←back to thread

47 points cxr | 4 comments | | HN request time: 0.818s | source
Show context
ipython ◴[] No.42187553[source]
That is an incredible story of successful yak shaving. I have the same experience, but ultimately my attempts end in failure as I lose interest and sight of the end goal. Kudos!
replies(1): >>42187989 #
cxr ◴[] No.42187989[source]
The author of the piece here has something to say about that, too: write code top-down.

> There are two ways to architect a program and write code: top-down and bottom-up.¶ […] The correct way to architect and write a program is top-down. This is not a matter of taste or preference. Bottom-up design is fundamentally busted and you shouldn’t use it. Every system I’ve been involved in that used top-down succeeded and those that used bottom-up failed. [...]

> At every level there’s pressure to do bottom-up programming. Avoid it. Instead, start at the top, with `main()` or its equivalent, and write it as if you had all the parts already written. Get that to look right. Stub out or hard-code the parts until you can get it to compile and run. Then slowly move your way down, keeping everything as brutally simple as you can. Don’t write a line of code that isn’t solving a problem you have *right now*. Then you may have a chance of succeeding in writing a large, working, long-lived program.
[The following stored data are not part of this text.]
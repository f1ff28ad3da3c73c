use crate::{
    error::SessionError,
    gateway::Broadcaster,
    group::{Group, GroupId, GroupSnapshot, Leaderboard, Phase, Player, PlayerId},
    ledger::ScoreLedger,
    store::{RosterStore, StoreError},
    timer::RoundTimer,
};
use game_group_protocol::ServerEvent;
use std::collections::{HashMap, HashSet};
use std::sync::atomic::{AtomicU64, Ordering as AtomicOrdering};
use std::sync::{Arc, Mutex as StdMutex, MutexGuard, PoisonError, Weak};
use std::time::Duration;
use tokio::sync::{mpsc, oneshot, Mutex, OwnedMutexGuard, RwLock};
use tracing::{debug, info, warn};

pub const MIN_ROUND_START_THRESHOLD: usize = 2;

#[derive(Debug, Clone, Copy, PartialEq, Eq)]
pub struct CoordinatorConfig {
    /// Roster size at which a waiting group starts its next round.
    pub round_start_threshold: usize,
}

impl Default for CoordinatorConfig {
    fn default() -> Self {
        Self {
            round_start_threshold: MIN_ROUND_START_THRESHOLD,
        }
    }
}

struct GroupSession {
    group: Group,
    ledger: ScoreLedger,
    timer: Option<RoundTimer>,
    /// Set once the session has left the registry; holders must reload.
    closed: bool,
}

type SessionHandle = Arc<Mutex<GroupSession>>;

impl GroupSession {
    fn new(group: Group, ledger: ScoreLedger) -> Self {
        Self {
            group,
            ledger,
            timer: None,
            closed: false,
        }
    }

    fn snapshot(&self) -> GroupSnapshot {
        GroupSnapshot {
            id: self.group.id,
            name: self.group.name.clone(),
            max_players: self.group.max_players,
            game_timer_seconds: self.group.game_timer_seconds,
            players: self.ledger.roster().to_vec(),
            phase: self.group.phase,
            round: self.group.round,
        }
    }

    /// Whether a player who is not yet a member could join right now.
    fn check_open(&self) -> Result<(), SessionError> {
        if self.group.phase == Phase::Running {
            return Err(SessionError::RoundInProgress);
        }
        if self.group.is_full() {
            return Err(SessionError::CapacityExceeded);
        }
        Ok(())
    }

    fn is_idle(&self) -> bool {
        !self.closed && self.group.phase == Phase::Waiting && self.timer.is_none()
    }
}

enum PersistJob {
    Save { group: Group, players: Vec<Player> },
    Flush(oneshot::Sender<()>),
}

type DegradedSet = Arc<StdMutex<HashSet<GroupId>>>;

fn lock_degraded(degraded: &DegradedSet) -> MutexGuard<'_, HashSet<GroupId>> {
    degraded.lock().unwrap_or_else(PoisonError::into_inner)
}

struct Inner {
    store: Arc<dyn RosterStore>,
    gateway: Arc<dyn Broadcaster>,
    config: CoordinatorConfig,
    sessions: RwLock<HashMap<GroupId, SessionHandle>>,
    /// Bumped whenever a session leaves the registry.
    evictions: AtomicU64,
    persist_tx: mpsc::UnboundedSender<PersistJob>,
    degraded: DegradedSet,
}

/// Owns the lifecycle of every live group.
///
/// Each group gets its own async mutex; joins, score updates and round
/// settlement for a group all run inside it, so they never interleave.
/// Different groups never contend beyond the brief registry lookup.
///
/// Only running groups stay resident. A waiting group is dropped from the
/// registry once the call that touched it finishes and is reloaded from the
/// store on next use.
#[derive(Clone)]
pub struct SessionCoordinator {
    inner: Arc<Inner>,
}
<https://www.teamten.com/lawrence/programming/write-code-top-...>

See also: Java for Everything <https://www.teamten.com/lawrence/writings/java-for-everythin...>

replies(1): >>42189516 #
1. type_enthusiast ◴[] No.42189516[source]
I found "Java for Everything" really interesting, so thanks for posting it. It also seems it's been featured on HN many times[1], and the progression of comments (from 10 years ago to 4 years ago, to 1 year ago where nobody commented) feel like an archaeological strata that shows how things change and how they stay the same.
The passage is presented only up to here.